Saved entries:
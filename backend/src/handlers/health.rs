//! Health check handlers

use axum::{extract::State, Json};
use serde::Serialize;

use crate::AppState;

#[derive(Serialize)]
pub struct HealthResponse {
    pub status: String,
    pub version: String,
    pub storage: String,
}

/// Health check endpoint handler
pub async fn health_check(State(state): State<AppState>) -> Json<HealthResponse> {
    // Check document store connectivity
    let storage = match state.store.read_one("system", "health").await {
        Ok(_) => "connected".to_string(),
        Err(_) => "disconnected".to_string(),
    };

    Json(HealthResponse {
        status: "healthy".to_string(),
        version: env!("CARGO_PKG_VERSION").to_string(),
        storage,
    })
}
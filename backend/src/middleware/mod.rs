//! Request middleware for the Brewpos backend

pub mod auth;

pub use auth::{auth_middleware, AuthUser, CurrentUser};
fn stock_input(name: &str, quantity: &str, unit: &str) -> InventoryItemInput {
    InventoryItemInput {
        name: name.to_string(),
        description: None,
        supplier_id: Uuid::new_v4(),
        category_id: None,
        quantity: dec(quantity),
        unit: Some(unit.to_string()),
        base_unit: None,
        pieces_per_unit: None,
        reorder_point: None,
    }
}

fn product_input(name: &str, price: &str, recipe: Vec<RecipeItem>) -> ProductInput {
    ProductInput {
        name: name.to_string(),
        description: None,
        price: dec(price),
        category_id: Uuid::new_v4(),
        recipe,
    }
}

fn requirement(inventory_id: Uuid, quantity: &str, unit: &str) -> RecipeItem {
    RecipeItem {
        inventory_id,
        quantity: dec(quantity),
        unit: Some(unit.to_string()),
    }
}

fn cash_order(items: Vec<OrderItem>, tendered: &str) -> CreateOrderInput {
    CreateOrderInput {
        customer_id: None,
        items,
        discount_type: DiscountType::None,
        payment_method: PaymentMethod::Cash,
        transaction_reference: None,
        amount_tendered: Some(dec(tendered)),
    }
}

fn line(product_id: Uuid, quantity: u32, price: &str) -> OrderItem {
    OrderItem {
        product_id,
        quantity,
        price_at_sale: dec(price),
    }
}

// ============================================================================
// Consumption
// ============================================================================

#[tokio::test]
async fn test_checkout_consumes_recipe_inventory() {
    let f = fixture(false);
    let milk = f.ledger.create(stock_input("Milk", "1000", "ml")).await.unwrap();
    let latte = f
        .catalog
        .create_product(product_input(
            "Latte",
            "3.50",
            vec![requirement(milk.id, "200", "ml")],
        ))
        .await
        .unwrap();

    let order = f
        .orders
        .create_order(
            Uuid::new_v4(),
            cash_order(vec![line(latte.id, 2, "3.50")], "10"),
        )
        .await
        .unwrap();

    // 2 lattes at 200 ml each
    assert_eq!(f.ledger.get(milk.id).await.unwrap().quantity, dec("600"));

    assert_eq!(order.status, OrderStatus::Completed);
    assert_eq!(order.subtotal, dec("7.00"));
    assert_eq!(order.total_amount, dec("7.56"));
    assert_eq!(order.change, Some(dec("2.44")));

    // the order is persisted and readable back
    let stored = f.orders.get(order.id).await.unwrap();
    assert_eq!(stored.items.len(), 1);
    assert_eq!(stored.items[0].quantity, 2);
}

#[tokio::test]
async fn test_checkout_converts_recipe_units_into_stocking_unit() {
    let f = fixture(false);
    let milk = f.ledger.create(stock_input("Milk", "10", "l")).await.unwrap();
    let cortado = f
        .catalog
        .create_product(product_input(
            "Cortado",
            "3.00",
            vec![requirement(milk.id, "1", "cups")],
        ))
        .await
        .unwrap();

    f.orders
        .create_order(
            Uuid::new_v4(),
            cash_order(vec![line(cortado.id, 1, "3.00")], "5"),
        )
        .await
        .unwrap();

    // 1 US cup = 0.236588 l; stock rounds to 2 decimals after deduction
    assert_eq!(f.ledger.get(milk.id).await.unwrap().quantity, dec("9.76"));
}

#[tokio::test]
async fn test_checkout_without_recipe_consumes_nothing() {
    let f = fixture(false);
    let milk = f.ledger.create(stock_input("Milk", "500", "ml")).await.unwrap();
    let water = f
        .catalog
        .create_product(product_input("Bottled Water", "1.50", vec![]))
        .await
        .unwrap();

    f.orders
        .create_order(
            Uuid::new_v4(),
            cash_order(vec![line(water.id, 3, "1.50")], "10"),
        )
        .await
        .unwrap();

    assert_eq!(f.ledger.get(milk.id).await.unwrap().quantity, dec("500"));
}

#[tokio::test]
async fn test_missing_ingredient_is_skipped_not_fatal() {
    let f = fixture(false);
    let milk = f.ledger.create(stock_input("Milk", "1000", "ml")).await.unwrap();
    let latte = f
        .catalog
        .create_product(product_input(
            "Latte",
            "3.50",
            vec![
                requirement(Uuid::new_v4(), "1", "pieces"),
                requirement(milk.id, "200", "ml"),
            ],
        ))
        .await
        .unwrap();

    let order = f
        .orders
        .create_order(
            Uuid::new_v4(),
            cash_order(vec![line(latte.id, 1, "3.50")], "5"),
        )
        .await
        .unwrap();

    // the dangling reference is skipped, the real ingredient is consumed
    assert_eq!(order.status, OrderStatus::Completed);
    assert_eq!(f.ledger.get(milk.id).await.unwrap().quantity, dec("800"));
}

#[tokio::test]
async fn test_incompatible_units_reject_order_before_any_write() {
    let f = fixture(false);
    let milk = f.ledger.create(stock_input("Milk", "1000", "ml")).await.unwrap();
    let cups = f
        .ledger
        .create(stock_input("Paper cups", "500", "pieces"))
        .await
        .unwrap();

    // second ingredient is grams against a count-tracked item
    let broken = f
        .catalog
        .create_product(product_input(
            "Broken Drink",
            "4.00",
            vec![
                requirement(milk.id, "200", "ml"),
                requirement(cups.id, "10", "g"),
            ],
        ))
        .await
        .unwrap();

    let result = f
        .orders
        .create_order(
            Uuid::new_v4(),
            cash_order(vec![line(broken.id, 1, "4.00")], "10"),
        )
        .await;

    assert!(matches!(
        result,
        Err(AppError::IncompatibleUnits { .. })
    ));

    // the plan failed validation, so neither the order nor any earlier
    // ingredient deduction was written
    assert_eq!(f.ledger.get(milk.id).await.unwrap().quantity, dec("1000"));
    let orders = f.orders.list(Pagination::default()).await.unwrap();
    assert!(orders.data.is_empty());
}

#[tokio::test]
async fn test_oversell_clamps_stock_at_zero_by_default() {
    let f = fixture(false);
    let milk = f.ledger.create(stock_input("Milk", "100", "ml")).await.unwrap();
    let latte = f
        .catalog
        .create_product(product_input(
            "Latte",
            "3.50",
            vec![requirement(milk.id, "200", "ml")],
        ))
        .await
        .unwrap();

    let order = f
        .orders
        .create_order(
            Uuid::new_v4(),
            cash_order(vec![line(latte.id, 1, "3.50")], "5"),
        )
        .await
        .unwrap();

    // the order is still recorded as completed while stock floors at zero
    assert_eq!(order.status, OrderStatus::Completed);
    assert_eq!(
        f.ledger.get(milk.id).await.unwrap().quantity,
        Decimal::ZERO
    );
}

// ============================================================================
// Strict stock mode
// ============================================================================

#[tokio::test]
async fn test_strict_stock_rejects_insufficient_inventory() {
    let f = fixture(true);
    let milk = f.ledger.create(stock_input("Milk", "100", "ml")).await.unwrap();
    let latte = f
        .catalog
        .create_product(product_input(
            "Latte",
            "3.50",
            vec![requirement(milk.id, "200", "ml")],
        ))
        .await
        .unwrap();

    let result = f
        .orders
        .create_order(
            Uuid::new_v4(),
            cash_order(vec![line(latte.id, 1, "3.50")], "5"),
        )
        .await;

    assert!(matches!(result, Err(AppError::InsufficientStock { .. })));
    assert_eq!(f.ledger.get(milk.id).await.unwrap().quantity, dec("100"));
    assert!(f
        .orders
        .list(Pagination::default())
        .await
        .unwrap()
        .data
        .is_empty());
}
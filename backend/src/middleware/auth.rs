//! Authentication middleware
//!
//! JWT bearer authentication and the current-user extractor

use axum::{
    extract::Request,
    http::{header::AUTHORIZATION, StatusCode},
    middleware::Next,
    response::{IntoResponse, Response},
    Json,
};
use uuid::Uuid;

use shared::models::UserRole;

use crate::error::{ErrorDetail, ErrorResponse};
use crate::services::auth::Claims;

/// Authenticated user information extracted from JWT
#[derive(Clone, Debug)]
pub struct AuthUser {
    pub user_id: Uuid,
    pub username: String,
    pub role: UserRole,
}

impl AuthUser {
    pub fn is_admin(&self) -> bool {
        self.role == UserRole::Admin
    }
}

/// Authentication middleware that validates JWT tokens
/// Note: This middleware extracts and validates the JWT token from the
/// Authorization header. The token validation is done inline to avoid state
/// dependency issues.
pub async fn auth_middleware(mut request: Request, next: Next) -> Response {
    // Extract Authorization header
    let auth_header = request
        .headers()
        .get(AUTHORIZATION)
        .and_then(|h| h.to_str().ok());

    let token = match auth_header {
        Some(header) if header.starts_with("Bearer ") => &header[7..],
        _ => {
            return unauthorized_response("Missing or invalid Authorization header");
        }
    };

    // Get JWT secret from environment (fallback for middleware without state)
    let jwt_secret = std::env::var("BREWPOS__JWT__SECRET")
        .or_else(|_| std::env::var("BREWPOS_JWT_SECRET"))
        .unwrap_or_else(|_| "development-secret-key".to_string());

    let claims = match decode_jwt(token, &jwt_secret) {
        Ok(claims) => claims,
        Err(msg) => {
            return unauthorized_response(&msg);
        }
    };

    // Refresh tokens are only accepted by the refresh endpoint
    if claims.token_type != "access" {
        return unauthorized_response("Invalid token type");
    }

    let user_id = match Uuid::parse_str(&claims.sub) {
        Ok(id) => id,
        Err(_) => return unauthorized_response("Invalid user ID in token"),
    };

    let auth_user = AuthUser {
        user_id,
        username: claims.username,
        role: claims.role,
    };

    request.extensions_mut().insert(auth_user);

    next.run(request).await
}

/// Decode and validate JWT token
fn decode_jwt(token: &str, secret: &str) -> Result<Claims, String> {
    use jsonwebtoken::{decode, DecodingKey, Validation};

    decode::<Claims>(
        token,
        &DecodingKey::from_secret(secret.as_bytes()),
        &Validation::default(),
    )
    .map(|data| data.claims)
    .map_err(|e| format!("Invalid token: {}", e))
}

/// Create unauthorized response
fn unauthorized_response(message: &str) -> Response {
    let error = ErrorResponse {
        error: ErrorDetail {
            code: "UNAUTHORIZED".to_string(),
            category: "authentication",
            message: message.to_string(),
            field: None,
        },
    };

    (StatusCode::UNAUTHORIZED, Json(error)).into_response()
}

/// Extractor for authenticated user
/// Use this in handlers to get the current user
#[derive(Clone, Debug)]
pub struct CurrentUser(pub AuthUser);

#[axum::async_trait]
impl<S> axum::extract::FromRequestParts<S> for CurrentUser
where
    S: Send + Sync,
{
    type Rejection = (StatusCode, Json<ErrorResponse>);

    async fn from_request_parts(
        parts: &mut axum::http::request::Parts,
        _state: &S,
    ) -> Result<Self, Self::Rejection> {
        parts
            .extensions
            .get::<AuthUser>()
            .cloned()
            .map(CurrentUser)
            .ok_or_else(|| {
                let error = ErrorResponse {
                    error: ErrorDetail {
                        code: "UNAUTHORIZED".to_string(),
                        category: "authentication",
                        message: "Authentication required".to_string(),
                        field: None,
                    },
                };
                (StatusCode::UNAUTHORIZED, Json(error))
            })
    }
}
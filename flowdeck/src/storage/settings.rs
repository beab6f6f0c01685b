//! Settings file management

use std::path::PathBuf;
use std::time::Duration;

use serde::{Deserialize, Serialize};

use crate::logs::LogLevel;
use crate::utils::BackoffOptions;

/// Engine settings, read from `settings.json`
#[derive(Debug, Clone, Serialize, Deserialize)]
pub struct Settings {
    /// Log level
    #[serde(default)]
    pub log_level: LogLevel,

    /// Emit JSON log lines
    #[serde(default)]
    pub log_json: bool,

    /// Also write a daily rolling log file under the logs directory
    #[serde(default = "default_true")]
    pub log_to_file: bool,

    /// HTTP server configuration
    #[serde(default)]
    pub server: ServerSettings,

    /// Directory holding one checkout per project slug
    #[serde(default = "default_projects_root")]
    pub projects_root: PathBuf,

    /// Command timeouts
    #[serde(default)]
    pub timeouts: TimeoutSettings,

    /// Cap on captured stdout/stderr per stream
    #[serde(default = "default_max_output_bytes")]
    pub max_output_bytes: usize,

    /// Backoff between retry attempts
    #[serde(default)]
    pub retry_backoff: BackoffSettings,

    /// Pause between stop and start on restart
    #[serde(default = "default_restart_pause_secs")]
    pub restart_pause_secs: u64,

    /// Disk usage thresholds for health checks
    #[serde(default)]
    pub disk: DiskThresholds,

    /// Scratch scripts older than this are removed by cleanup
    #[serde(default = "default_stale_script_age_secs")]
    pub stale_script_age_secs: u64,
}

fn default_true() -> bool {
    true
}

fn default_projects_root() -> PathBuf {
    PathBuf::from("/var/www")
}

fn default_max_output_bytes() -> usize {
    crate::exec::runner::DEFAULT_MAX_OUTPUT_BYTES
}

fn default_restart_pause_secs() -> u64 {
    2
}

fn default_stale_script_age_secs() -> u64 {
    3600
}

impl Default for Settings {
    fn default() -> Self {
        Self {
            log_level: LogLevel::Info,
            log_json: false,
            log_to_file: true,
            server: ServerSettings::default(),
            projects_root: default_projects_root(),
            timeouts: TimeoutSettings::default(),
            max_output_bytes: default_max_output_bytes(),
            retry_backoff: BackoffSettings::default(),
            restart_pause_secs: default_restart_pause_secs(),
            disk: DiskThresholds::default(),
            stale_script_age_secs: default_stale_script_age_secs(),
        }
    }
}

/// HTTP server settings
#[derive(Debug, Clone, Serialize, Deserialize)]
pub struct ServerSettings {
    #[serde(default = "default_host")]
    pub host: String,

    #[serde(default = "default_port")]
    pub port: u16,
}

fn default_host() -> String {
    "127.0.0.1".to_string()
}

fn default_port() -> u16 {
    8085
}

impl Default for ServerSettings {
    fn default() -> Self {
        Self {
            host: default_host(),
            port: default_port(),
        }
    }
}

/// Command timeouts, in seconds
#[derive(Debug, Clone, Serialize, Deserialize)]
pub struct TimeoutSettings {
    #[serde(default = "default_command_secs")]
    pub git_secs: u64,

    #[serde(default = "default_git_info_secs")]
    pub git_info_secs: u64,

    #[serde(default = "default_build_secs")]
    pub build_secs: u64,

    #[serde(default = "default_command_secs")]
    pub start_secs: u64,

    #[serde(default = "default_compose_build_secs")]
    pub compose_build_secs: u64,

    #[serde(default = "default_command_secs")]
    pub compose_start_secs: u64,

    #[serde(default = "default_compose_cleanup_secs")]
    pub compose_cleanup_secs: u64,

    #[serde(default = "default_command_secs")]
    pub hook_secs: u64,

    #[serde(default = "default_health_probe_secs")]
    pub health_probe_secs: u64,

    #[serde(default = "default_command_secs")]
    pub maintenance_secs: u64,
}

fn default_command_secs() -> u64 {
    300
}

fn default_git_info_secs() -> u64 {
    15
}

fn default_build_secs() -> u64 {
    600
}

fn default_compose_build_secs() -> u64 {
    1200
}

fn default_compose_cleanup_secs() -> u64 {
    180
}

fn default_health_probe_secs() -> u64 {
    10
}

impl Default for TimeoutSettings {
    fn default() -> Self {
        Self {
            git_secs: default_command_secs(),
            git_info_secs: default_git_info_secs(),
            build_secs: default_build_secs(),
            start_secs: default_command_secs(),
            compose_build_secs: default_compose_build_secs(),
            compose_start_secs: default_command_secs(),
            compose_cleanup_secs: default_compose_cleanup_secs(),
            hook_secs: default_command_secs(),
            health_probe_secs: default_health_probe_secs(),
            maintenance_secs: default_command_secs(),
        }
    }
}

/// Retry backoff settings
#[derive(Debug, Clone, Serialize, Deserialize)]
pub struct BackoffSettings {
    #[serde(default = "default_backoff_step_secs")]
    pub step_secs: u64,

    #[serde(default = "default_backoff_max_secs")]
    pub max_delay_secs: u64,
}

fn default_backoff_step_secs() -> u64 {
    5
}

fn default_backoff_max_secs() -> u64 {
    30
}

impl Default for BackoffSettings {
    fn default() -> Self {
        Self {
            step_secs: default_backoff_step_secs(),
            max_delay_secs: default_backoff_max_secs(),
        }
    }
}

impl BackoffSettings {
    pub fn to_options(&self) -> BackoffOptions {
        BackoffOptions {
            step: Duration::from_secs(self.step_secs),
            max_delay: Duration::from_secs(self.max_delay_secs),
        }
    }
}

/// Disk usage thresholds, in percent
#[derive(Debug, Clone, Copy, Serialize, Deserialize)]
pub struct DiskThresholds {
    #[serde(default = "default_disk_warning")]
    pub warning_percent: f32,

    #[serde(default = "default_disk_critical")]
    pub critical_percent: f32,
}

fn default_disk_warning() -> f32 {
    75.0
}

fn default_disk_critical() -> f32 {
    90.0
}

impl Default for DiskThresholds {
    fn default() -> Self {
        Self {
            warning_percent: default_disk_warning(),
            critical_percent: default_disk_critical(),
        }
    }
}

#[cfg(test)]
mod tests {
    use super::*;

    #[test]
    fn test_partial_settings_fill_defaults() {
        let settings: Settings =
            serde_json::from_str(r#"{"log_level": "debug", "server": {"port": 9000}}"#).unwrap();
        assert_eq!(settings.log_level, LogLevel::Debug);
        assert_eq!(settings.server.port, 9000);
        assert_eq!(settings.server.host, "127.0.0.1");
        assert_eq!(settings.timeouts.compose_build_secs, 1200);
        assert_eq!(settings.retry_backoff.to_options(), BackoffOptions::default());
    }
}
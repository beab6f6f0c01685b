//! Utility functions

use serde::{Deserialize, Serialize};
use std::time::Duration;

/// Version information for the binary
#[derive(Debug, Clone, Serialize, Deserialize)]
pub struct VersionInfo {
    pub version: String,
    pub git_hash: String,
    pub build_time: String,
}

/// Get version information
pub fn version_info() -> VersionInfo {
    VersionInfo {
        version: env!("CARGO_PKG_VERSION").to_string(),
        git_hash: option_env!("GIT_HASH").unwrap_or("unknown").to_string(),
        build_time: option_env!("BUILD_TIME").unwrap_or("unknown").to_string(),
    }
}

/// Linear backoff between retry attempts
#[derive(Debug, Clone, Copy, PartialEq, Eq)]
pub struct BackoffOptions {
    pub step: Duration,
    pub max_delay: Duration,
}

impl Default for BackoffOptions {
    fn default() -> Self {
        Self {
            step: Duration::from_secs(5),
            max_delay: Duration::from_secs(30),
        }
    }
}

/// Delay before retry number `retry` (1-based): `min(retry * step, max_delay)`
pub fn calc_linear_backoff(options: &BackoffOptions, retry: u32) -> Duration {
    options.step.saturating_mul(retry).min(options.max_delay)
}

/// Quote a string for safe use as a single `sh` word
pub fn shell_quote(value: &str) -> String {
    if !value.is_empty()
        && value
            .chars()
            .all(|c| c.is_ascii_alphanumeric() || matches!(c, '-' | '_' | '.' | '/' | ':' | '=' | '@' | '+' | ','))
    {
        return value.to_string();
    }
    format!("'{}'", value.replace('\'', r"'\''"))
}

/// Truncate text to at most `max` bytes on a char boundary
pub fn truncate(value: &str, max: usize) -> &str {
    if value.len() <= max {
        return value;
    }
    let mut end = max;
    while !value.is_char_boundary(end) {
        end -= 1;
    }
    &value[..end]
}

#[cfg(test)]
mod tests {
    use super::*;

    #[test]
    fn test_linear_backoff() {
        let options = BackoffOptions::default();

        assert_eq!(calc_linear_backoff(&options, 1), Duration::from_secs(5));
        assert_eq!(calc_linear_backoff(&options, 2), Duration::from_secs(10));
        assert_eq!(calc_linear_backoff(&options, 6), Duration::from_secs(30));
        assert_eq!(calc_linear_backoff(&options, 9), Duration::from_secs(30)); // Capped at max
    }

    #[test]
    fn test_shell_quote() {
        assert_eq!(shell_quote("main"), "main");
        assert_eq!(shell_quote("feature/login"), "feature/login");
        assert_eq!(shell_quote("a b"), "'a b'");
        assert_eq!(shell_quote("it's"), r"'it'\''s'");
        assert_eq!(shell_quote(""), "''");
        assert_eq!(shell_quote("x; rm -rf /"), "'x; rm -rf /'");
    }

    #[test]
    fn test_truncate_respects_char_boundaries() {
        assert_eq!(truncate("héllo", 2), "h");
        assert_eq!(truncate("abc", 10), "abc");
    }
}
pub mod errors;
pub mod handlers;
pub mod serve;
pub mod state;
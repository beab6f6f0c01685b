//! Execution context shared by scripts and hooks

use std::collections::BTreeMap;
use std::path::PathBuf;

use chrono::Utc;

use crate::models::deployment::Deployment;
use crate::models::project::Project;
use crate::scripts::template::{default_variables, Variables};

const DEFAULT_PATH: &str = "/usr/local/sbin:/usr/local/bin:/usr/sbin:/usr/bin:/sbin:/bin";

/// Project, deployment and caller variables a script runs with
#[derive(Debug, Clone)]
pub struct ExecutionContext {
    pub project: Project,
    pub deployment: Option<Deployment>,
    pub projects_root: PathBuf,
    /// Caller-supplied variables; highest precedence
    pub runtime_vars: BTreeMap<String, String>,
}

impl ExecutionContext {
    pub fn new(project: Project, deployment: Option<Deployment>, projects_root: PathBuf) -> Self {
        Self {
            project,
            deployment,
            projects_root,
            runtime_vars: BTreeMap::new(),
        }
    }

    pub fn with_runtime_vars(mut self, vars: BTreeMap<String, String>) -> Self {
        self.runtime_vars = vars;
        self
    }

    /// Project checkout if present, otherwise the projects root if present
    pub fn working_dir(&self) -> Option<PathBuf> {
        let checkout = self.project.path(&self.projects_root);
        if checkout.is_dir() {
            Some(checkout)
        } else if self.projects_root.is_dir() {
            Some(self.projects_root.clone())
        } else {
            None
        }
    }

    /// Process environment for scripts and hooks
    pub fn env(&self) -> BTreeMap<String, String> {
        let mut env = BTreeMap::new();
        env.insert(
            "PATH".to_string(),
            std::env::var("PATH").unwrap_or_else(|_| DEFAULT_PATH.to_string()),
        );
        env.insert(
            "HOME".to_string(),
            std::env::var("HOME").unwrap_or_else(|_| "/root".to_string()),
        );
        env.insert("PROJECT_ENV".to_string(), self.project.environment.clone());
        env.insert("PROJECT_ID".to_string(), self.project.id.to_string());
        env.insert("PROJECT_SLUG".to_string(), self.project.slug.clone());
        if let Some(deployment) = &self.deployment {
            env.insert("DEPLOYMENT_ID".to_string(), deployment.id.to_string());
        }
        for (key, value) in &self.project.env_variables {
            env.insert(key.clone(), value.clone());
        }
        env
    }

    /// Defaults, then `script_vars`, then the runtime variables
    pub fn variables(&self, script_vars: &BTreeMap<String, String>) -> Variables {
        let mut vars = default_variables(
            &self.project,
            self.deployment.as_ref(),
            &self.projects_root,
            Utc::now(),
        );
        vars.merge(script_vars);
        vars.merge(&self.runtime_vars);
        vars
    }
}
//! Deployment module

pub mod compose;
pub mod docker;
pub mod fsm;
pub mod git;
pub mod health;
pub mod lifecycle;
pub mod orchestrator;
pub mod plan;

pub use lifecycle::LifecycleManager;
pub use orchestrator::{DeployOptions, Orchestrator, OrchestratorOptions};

▶ [To do] Search the data above for lines holding "list" and copy each of them.

▶ [Written response]
    let orders = f.orders.list(Pagination::default()).await.unwrap();
        .list(Pagination::default())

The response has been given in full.